Stored entries
···
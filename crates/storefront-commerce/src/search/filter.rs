//! Spec filter for the build assistant panel.

use crate::catalog::specs::{CPU, GENERATION, RAM};
use crate::catalog::Product;
use crate::money::Money;
use serde::{Deserialize, Serialize};

/// Optional spec constraints. Text fields are case-insensitive substrings.
#[derive(Debug, Clone, Serialize, Deserialize, Default, PartialEq)]
pub struct SpecFilter {
    pub cpu: Option<String>,
    pub ram: Option<String>,
    pub generation: Option<String>,
    pub brand: Option<String>,
    /// Inclusive upper bound on price.
    pub max_price: Option<Money>,
}

impl SpecFilter {
    pub fn new() -> Self {
        Self::default()
    }

    pub fn cpu(mut self, cpu: impl Into<String>) -> Self {
        self.cpu = non_blank(cpu.into());
        self
    }

    pub fn ram(mut self, ram: impl Into<String>) -> Self {
        self.ram = non_blank(ram.into());
        self
    }

    pub fn generation(mut self, generation: impl Into<String>) -> Self {
        self.generation = non_blank(generation.into());
        self
    }

    pub fn brand(mut self, brand: impl Into<String>) -> Self {
        self.brand = non_blank(brand.into());
        self
    }

    pub fn max_price(mut self, max: Money) -> Self {
        self.max_price = Some(max);
        self
    }

    /// True when no constraint is set.
    pub fn is_empty(&self) -> bool {
        self.cpu.is_none()
            && self.ram.is_none()
            && self.generation.is_none()
            && self.brand.is_none()
            && self.max_price.is_none()
    }

    pub fn matches(&self, product: &Product) -> bool {
        let spec_ok = |needle: &Option<String>, key: &str| match needle {
            Some(needle) => product
                .spec(key)
                .map(|v| contains_ignore_case(v, needle))
                .unwrap_or(false),
            None => true,
        };

        let brand_ok = match &self.brand {
            Some(brand) => contains_ignore_case(&product.brand, brand),
            None => true,
        };

        let price_ok = match &self.max_price {
            Some(max) => {
                product.price.currency == max.currency
                    && product.price.amount_cents <= max.amount_cents
            }
            None => true,
        };

        spec_ok(&self.cpu, CPU)
            && spec_ok(&self.ram, RAM)
            && spec_ok(&self.generation, GENERATION)
            && brand_ok
            && price_ok
    }

    /// Products passing the filter, in input order.
    pub fn apply<'a>(&self, products: &'a [Product]) -> Vec<&'a Product> {
        products.iter().filter(|p| self.matches(p)).collect()
    }
}

fn non_blank(s: String) -> Option<String> {
    let s = s.trim();
    (!s.is_empty()).then(|| s.to_string())
}

fn contains_ignore_case(haystack: &str, needle: &str) -> bool {
    haystack.to_lowercase().contains(&needle.to_lowercase())
}

#[cfg(test)]
mod tests {
    use super::*;
    use crate::catalog::seed::demo_products;
    use crate::money::Currency;

    #[test]
    fn test_empty_filter_matches_all() {
        let filter = SpecFilter::new().cpu("  ");
        assert!(filter.is_empty());
        assert_eq!(filter.apply(&demo_products()).len(), 6);
    }

    #[test]
    fn test_spec_substrings() {
        let products = demo_products();
        let ids: Vec<&str> = SpecFilter::new()
            .cpu("i7")
            .ram("16gb")
            .apply(&products)
            .iter()
            .map(|p| p.id.as_str())
            .collect();
        assert_eq!(ids, vec!["6"]);
    }

    #[test]
    fn test_max_price_is_inclusive() {
        let products = demo_products();
        let ids: Vec<&str> = SpecFilter::new()
            .max_price(Money::new(79999, Currency::USD))
            .apply(&products)
            .iter()
            .map(|p| p.id.as_str())
            .collect();
        assert_eq!(ids, vec!["2", "4"]);
    }

    #[test]
    fn test_generation_and_brand() {
        let products = demo_products();
        let matched = SpecFilter::new()
            .generation("7th")
            .brand("pitory")
            .apply(&products);
        assert_eq!(matched.len(), 2);
    }
}
//! CLI configuration.

use anyhow::{Context, Result};
use serde::{Deserialize, Serialize};
use storefront_commerce::cart::{CartConfig, StockPolicy};
use storefront_commerce::catalog::PriceUnit;
use storefront_commerce::Currency;
use storefront_observability::{LogFormat, LogLevel};

/// File names searched for, in order, from the working directory upward.
pub const CONFIG_FILE_NAMES: [&str; 3] = ["storefront.toml", ".storefront.toml", "storefront.json"];

/// Storefront configuration file.
#[derive(Debug, Clone, Default, PartialEq, Serialize, Deserialize)]
pub struct StorefrontConfig {
    #[serde(default)]
    pub catalog: CatalogConfig,

    #[serde(default)]
    pub cart: CartSection,

    #[serde(default)]
    pub log: LogConfig,
}

impl StorefrontConfig {
    /// Load config from a file.
    pub fn load(path: &str) -> Result<Self> {
        let content = std::fs::read_to_string(path)
            .with_context(|| format!("Failed to read config file: {}", path))?;
        Self::parse(path, &content)
    }

    /// Parse `content` as JSON when `path` ends in `.json`, TOML otherwise.
    pub fn parse(path: &str, content: &str) -> Result<Self> {
        if path.ends_with(".json") {
            serde_json::from_str(content)
                .with_context(|| format!("Failed to parse JSON config: {}", path))
        } else {
            toml::from_str(content)
                .with_context(|| format!("Failed to parse TOML config: {}", path))
        }
    }

    /// Save config to a file.
    pub fn save(&self, path: &str) -> Result<()> {
        let content = if path.ends_with(".json") {
            serde_json::to_string_pretty(self)?
        } else {
            toml::to_string_pretty(self)?
        };

        std::fs::write(path, content)
            .with_context(|| format!("Failed to write config file: {}", path))
    }

    /// Settings for a new cart session.
    pub fn cart_config(&self) -> CartConfig {
        CartConfig {
            currency: self.catalog.currency,
            stock_policy: self.cart.stock_policy,
        }
    }
}

/// Where products come from.
#[derive(Debug, Clone, Default, PartialEq, Serialize, Deserialize)]
pub struct CatalogConfig {
    /// JSON catalog file. Without it the built-in demo catalog is used.
    #[serde(default, skip_serializing_if = "Option::is_none")]
    pub path: Option<String>,

    /// Unit of the `price` field in catalog records.
    #[serde(default)]
    pub price_unit: PriceUnit,

    #[serde(default)]
    pub currency: Currency,
}

/// Cart behavior.
#[derive(Debug, Clone, Default, PartialEq, Serialize, Deserialize)]
pub struct CartSection {
    #[serde(default)]
    pub stock_policy: StockPolicy,
}

/// Session log settings.
#[derive(Debug, Clone, Default, PartialEq, Serialize, Deserialize)]
pub struct LogConfig {
    #[serde(default)]
    pub format: LogFormat,

    #[serde(default)]
    pub level: LogLevel,
}

/// Generate a default storefront.toml config file.
pub fn generate_default_config() -> String {
    r#"# Storefront configuration

[catalog]
# JSON file of product records; the demo catalog is used when unset.
# path = "catalog.json"
# "major" (49.99) or "minor" (4999)
price_unit = "major"
currency = "USD"

[cart]
# "unchecked" or "cap-at-stock"
stock_policy = "unchecked"

[log]
# "human" or "json"
format = "human"
level = "info"
"#
    .to_string()
}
···
Aim of the exercise – Output every entry exactly.

Answer –
filename crates/storefront-commerce/src/search/filter.rs
//! Spec filter for the build assistant panel.

use crate::catalog::specs::{CPU, GENERATION, RAM};
use crate::catalog::Product;
use crate::money::Money;
use serde::{Deserialize, Serialize};

/// Optional spec constraints. Text fields are case-insensitive substrings.
#[derive(Debug, Clone, Serialize, Deserialize, Default, PartialEq)]
pub struct SpecFilter {
    pub cpu: Option<String>,
    pub ram: Option<String>,
    pub generation: Option<String>,
    pub brand: Option<String>,
    /// Inclusive upper bound on price.
    pub max_price: Option<Money>,
}

impl SpecFilter {
    pub fn new() -> Self {
        Self::default()
    }

    pub fn cpu(mut self, cpu: impl Into<String>) -> Self {
        self.cpu = non_blank(cpu.into());
        self
    }

    pub fn ram(mut self, ram: impl Into<String>) -> Self {
        self.ram = non_blank(ram.into());
        self
    }

    pub fn generation(mut self, generation: impl Into<String>) -> Self {
        self.generation = non_blank(generation.into());
        self
    }

    pub fn brand(mut self, brand: impl Into<String>) -> Self {
        self.brand = non_blank(brand.into());
        self
    }

    pub fn max_price(mut self, max: Money) -> Self {
        self.max_price = Some(max);
        self
    }

    /// True when no constraint is set.
    pub fn is_empty(&self) -> bool {
        self.cpu.is_none()
            && self.ram.is_none()
            && self.generation.is_none()
            && self.brand.is_none()
            && self.max_price.is_none()
    }

    pub fn matches(&self, product: &Product) -> bool {
        let spec_ok = |needle: &Option<String>, key: &str| match needle {
            Some(needle) => product
                .spec(key)
                .map(|v| contains_ignore_case(v, needle))
                .unwrap_or(false),
            None => true,
        };

        let brand_ok = match &self.brand {
            Some(brand) => contains_ignore_case(&product.brand, brand),
            None => true,
        };

        let price_ok = match &self.max_price {
            Some(max) => {
                product.price.currency == max.currency
                    && product.price.amount_cents <= max.amount_cents
            }
            None => true,
        };

        spec_ok(&self.cpu, CPU)
            && spec_ok(&self.ram, RAM)
            && spec_ok(&self.generation, GENERATION)
            && brand_ok
            && price_ok
    }

    /// Products passing the filter, in input order.
    pub fn apply<'a>(&self, products: &'a [Product]) -> Vec<&'a Product> {
        products.iter().filter(|p| self.matches(p)).collect()
    }
}

fn non_blank(s: String) -> Option<String> {
    let s = s.trim();
    (!s.is_empty()).then(|| s.to_string())
}

fn contains_ignore_case(haystack: &str, needle: &str) -> bool {
    haystack.to_lowercase().contains(&needle.to_lowercase())
}

#[cfg(test)]
mod tests {
    use super::*;
    use crate::catalog::seed::demo_products;
    use crate::money::Currency;

    #[test]
    fn test_empty_filter_matches_all() {
        let filter = SpecFilter::new().cpu("  ");
        assert!(filter.is_empty());
        assert_eq!(filter.apply(&demo_products()).len(), 6);
    }

    #[test]
    fn test_spec_substrings() {
        let products = demo_products();
        let ids: Vec<&str> = SpecFilter::new()
            .cpu("i7")
            .ram("16gb")
            .apply(&products)
            .iter()
            .map(|p| p.id.as_str())
            .collect();
        assert_eq!(ids, vec!["6"]);
    }

    #[test]
    fn test_max_price_is_inclusive() {
        let products = demo_products();
        let ids: Vec<&str> = SpecFilter::new()
            .max_price(Money::new(79999, Currency::USD))
            .apply(&products)
            .iter()
            .map(|p| p.id.as_str())
            .collect();
        assert_eq!(ids, vec!["2", "4"]);
    }

    #[test]
    fn test_generation_and_brand() {
        let products = demo_products();
        let matched = SpecFilter::new()
            .generation("7th")
            .brand("pitory")
            .apply(&products);
        assert_eq!(matched.len(), 2);
    }
}
//! CLI configuration.

use anyhow::{Context, Result};
use serde::{Deserialize, Serialize};
use storefront_commerce::cart::{CartConfig, StockPolicy};
use storefront_commerce::catalog::PriceUnit;
use storefront_commerce::Currency;
use storefront_observability::{LogFormat, LogLevel};

/// File names searched for, in order, from the working directory upward.
pub const CONFIG_FILE_NAMES: [&str; 3] = ["storefront.toml", ".storefront.toml", "storefront.json"];

/// Storefront configuration file.
#[derive(Debug, Clone, Default, PartialEq, Serialize, Deserialize)]
pub struct StorefrontConfig {
    #[serde(default)]
    pub catalog: CatalogConfig,

    #[serde(default)]
    pub cart: CartSection,

    #[serde(default)]
    pub log: LogConfig,
}

impl StorefrontConfig {
    /// Load config from a file.
    pub fn load(path: &str) -> Result<Self> {
        let content = std::fs::read_to_string(path)
            .with_context(|| format!("Failed to read config file: {}", path))?;
        Self::parse(path, &content)
    }

    /// Parse `content` as JSON when `path` ends in `.json`, TOML otherwise.
    pub fn parse(path: &str, content: &str) -> Result<Self> {
        if path.ends_with(".json") {
            serde_json::from_str(content)
                .with_context(|| format!("Failed to parse JSON config: {}", path))
        } else {
            toml::from_str(content)
                .with_context(|| format!("Failed to parse TOML config: {}", path))
        }
    }

    /// Save config to a file.
    pub fn save(&self, path: &str) -> Result<()> {
        let content = if path.ends_with(".json") {
            serde_json::to_string_pretty(self)?
        } else {
            toml::to_string_pretty(self)?
        };

        std::fs::write(path, content)
            .with_context(|| format!("Failed to write config file: {}", path))
    }

    /// Settings for a new cart session.
    pub fn cart_config(&self) -> CartConfig {
        CartConfig {
            currency: self.catalog.currency,
            stock_policy: self.cart.stock_policy,
        }
    }
}

/// Where products come from.
#[derive(Debug, Clone, Default, PartialEq, Serialize, Deserialize)]
pub struct CatalogConfig {
    /// JSON catalog file. Without it the built-in demo catalog is used.
    #[serde(default, skip_serializing_if = "Option::is_none")]
    pub path: Option<String>,

    /// Unit of the `price` field in catalog records.
    #[serde(default)]
    pub price_unit: PriceUnit,

    #[serde(default)]
    pub currency: Currency,
}

/// Cart behavior.
#[derive(Debug, Clone, Default, PartialEq, Serialize, Deserialize)]
pub struct CartSection {
    #[serde(default)]
    pub stock_policy: StockPolicy,
}

/// Session log settings.
#[derive(Debug, Clone, Default, PartialEq, Serialize, Deserialize)]
pub struct LogConfig {
    #[serde(default)]
    pub format: LogFormat,

    #[serde(default)]
    pub level: LogLevel,
}

/// Generate a default storefront.toml config file.
pub fn generate_default_config() -> String {
    r#"# Storefront configuration

[catalog]
# JSON file of product records; the demo catalog is used when unset.
# path = "catalog.json"
# "major" (49.99) or "minor" (4999)
price_unit = "major"
currency = "USD"

[cart]
# "unchecked" or "cap-at-stock"
stock_policy = "unchecked"

[log]
# "human" or "json"
format = "human"
level = "info"
"#
    .to_string()
}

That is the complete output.